I am trying to parse the Guardian RSS feed (Link). The feed contains curved quotes (” ’ “ ‘), dash (-) and characters with accents (Orbán).
When I parse & display the text on a HTML page, these characters show as â (for quotes & dash), á (for á) & so on in the 'description' section.
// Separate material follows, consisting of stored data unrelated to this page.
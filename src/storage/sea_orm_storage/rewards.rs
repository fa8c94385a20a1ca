//! 奖励存储操作
//!
//! 购买路径在单事务内完成：锁奖励行、检查上架与库存、
//! 扣库存、扣注册经验值、写用户奖励记录。

use super::SeaOrmStorage;
use crate::entity::course_users::{Column as CourseUserColumn, Entity as CourseUsers};
use crate::entity::rewards::{ActiveModel, Column, Entity as Rewards};
use crate::entity::user_rewards::{
    ActiveModel as UserRewardActiveModel, Column as UserRewardColumn, Entity as UserRewards,
};
use crate::entity::users::Entity as Users;
use crate::errors::{GamiSystemError, Result};
use crate::models::rewards::{
    entities::{Reward, RewardType, UserReward},
    requests::{CreateRewardRequest, UpdateRewardRequest},
};
use sea_orm::sea_query::OnConflict;
use sea_orm::{
    ActiveModelTrait, ColumnTrait, EntityTrait, PaginatorTrait, QueryFilter, QueryOrder,
    QuerySelect, Set, TransactionTrait,
};

impl SeaOrmStorage {
    /// 创建奖励
    pub async fn create_reward_impl(
        &self,
        course_id: i64,
        req: CreateRewardRequest,
    ) -> Result<Reward> {
        let now = chrono::Utc::now().timestamp();

        let model = ActiveModel {
            course_id: Set(course_id),
            rule_id: Set(req.rule_id),
            name: Set(req.name),
            description: Set(req.description),
            reward_type: Set(req.reward_type.unwrap_or(RewardType::Other).to_string()),
            exp_points: Set(req.exp_points.unwrap_or(0)),
            inventory: Set(req.inventory),
            quantity: Set(req.quantity.unwrap_or(1)),
            is_active: Set(true),
            picture: Set(req.picture),
            created_at: Set(now),
            updated_at: Set(now),
            ..Default::default()
        };

        let result = model
            .insert(&self.db)
            .await
            .map_err(|e| GamiSystemError::database_operation(format!("创建奖励失败: {e}")))?;

        Ok(result.into_reward())
    }

    /// 通过 ID 获取奖励（update 的回读辅助）
    pub(crate) async fn get_reward_by_id_impl(&self, reward_id: i64) -> Result<Option<Reward>> {
        let result = Rewards::find_by_id(reward_id)
            .one(&self.db)
            .await
            .map_err(|e| GamiSystemError::database_operation(format!("查询奖励失败: {e}")))?;

        Ok(result.map(|m| m.into_reward()))
    }

    /// 列出课程下的奖励
    pub async fn list_rewards_by_course_impl(&self, course_id: i64) -> Result<Vec<Reward>> {
        let rewards = Rewards::find()
            .filter(Column::CourseId.eq(course_id))
            .order_by_asc(Column::Id)
            .all(&self.db)
            .await
            .map_err(|e| GamiSystemError::database_operation(format!("查询奖励列表失败: {e}")))?;

        Ok(rewards.into_iter().map(|m| m.into_reward()).collect())
    }

    /// 获取奖励持有者的用户名列表
    pub async fn get_reward_owner_usernames_impl(&self, reward_id: i64) -> Result<Vec<String>> {
        let rows = UserRewards::find()
            .find_also_related(Users)
            .filter(UserRewardColumn::RewardId.eq(reward_id))
            .order_by_asc(UserRewardColumn::Id)
            .all(&self.db)
            .await
            .map_err(|e| GamiSystemError::database_operation(format!("查询奖励持有者失败: {e}")))?;

        Ok(rows
            .into_iter()
            .filter_map(|(_, user)| user.map(|u| u.username))
            .collect())
    }

    /// 统计奖励已兑换数量
    pub async fn count_fulfilled_user_rewards_impl(&self, reward_id: i64) -> Result<i64> {
        let count = UserRewards::find()
            .filter(UserRewardColumn::RewardId.eq(reward_id))
            .filter(UserRewardColumn::Fulfilled.eq(true))
            .count(&self.db)
            .await
            .map_err(|e| GamiSystemError::database_operation(format!("统计兑换数量失败: {e}")))?;

        Ok(count as i64)
    }

    /// 更新奖励
    pub async fn update_reward_impl(
        &self,
        reward_id: i64,
        update: UpdateRewardRequest,
    ) -> Result<Option<Reward>> {
        let existing = self.get_reward_by_id_impl(reward_id).await?;
        if existing.is_none() {
            return Ok(None);
        }

        let now = chrono::Utc::now().timestamp();

        let mut model = ActiveModel {
            id: Set(reward_id),
            updated_at: Set(now),
            ..Default::default()
        };

        if let Some(name) = update.name {
            model.name = Set(name);
        }

        if let Some(description) = update.description {
            model.description = Set(Some(description));
        }

        if let Some(reward_type) = update.reward_type {
            model.reward_type = Set(reward_type.to_string());
        }

        if let Some(exp_points) = update.exp_points {
            model.exp_points = Set(exp_points);
        }

        if let Some(inventory) = update.inventory {
            model.inventory = Set(Some(inventory));
        }

        if let Some(quantity) = update.quantity {
            model.quantity = Set(quantity);
        }

        if let Some(is_active) = update.is_active {
            model.is_active = Set(is_active);
        }

        if let Some(picture) = update.picture {
            model.picture = Set(Some(picture));
        }

        model
            .update(&self.db)
            .await
            .map_err(|e| GamiSystemError::database_operation(format!("更新奖励失败: {e}")))?;

        self.get_reward_by_id_impl(reward_id).await
    }

    /// 删除奖励
    pub async fn delete_reward_impl(&self, reward_id: i64) -> Result<bool> {
        let result = Rewards::delete_by_id(reward_id)
            .exec(&self.db)
            .await
            .map_err(|e| GamiSystemError::database_operation(format!("删除奖励失败: {e}")))?;

        Ok(result.rows_affected > 0)
    }

    /// 购买奖励（单事务：校验、扣库存、扣经验值、写记录）
    pub async fn purchase_reward_impl(&self, user_id: i64, reward_id: i64) -> Result<UserReward> {
        let txn = self
            .db
            .begin()
            .await
            .map_err(|e| GamiSystemError::database_operation(format!("开启事务失败: {e}")))?;

        let reward = Rewards::find_by_id(reward_id)
            .lock_exclusive()
            .one(&txn)
            .await
            .map_err(|e| GamiSystemError::database_operation(format!("查询奖励失败: {e}")))?
            .ok_or_else(|| GamiSystemError::not_found(format!("奖励 {reward_id} 不存在")))?;

        if !reward.is_active {
            return Err(GamiSystemError::validation("奖励未上架"));
        }

        if let Some(inventory) = reward.inventory
            && inventory <= 0
        {
            return Err(GamiSystemError::validation("奖励库存不足"));
        }

        // 购买者必须是奖励所在课程的注册成员，经验值在注册上扣减
        let registration = CourseUsers::find()
            .filter(CourseUserColumn::UserId.eq(user_id))
            .filter(CourseUserColumn::CourseId.eq(reward.course_id))
            .lock_exclusive()
            .one(&txn)
            .await
            .map_err(|e| GamiSystemError::database_operation(format!("查询注册失败: {e}")))?
            .ok_or_else(|| GamiSystemError::authorization("用户未注册该课程"))?;

        if registration.points < reward.exp_points as f64 {
            return Err(GamiSystemError::validation("经验值不足"));
        }

        let now = chrono::Utc::now().timestamp();

        // (user, reward) 唯一索引兜底，重复购买不会写出第二行
        let inserted = UserRewards::insert(UserRewardActiveModel {
            user_id: Set(user_id),
            reward_id: Set(reward_id),
            fulfilled: Set(true),
            granted_at: Set(now),
            ..Default::default()
        })
        .on_conflict(
            OnConflict::columns([UserRewardColumn::UserId, UserRewardColumn::RewardId])
                .do_nothing()
                .to_owned(),
        )
        .exec_without_returning(&txn)
        .await
        .map_err(|e| GamiSystemError::database_operation(format!("写入奖励记录失败: {e}")))?;

        if inserted == 0 {
            return Err(GamiSystemError::validation("该奖励已持有"));
        }

        // 扣库存
        if let Some(inventory) = reward.inventory {
            let model = ActiveModel {
                id: Set(reward_id),
                inventory: Set(Some(inventory - 1)),
                updated_at: Set(now),
                ..Default::default()
            };
            model
                .update(&txn)
                .await
                .map_err(|e| GamiSystemError::database_operation(format!("扣减库存失败: {e}")))?;
        }

        // 扣经验值
        let registration_model = crate::entity::course_users::ActiveModel {
            id: Set(registration.id),
            points: Set(registration.points - reward.exp_points as f64),
            updated_at: Set(now),
            ..Default::default()
        };
        registration_model
            .update(&txn)
            .await
            .map_err(|e| GamiSystemError::database_operation(format!("扣减经验值失败: {e}")))?;

        let record = UserRewards::find()
            .filter(UserRewardColumn::UserId.eq(user_id))
            .filter(UserRewardColumn::RewardId.eq(reward_id))
            .one(&txn)
            .await
            .map_err(|e| GamiSystemError::database_operation(format!("查询奖励记录失败: {e}")))?
            .ok_or_else(|| GamiSystemError::database_operation("奖励记录写入后未找到"))?;

        txn.commit()
            .await
            .map_err(|e| GamiSystemError::database_operation(format!("提交事务失败: {e}")))?;

        Ok(record.into_user_reward())
    }

    /// 列出用户持有的奖励记录
    pub async fn list_user_rewards_impl(&self, user_id: i64) -> Result<Vec<UserReward>> {
        let records = UserRewards::find()
            .filter(UserRewardColumn::UserId.eq(user_id))
            .order_by_desc(UserRewardColumn::GrantedAt)
            .all(&self.db)
            .await
            .map_err(|e| GamiSystemError::database_operation(format!("查询用户奖励失败: {e}")))?;

        Ok(records.into_iter().map(|m| m.into_user_reward()).collect())
    }
}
How do I make them parse properly?
Code
$xml = simplexml_load_file($link);
for($i = 0; $i < 30; $i++){
$title = $xml->channel->item[$i]->title;
$description = $xml->channel->item[$i]->description;
$count = 0;
$para = "";
$doc = new DOMDocument();
@$doc->loadHTML($description);
while($count<3){
if($count==0){
$para = $doc->getElementsByTagName('p')->item($count)->nodeValue;
}else{
$para = $para."<br><br>".$doc->getElementsByTagName('p')->item($count)->nodeValue;
}
$count++;
}
echo "<tr>";
echo "<td>" . $title . "</td>";
echo "<td>" . $para . "</td>";
echo "</tr>";
}
I have the below line in my 'head' section.
<meta http-equiv="Content-Type" content="text/html; charset=utf-8">
The title section shows properly. It might be because they use straight quotes (') in title & curved (‘) in description. But as you can see á is also showing correctly in title.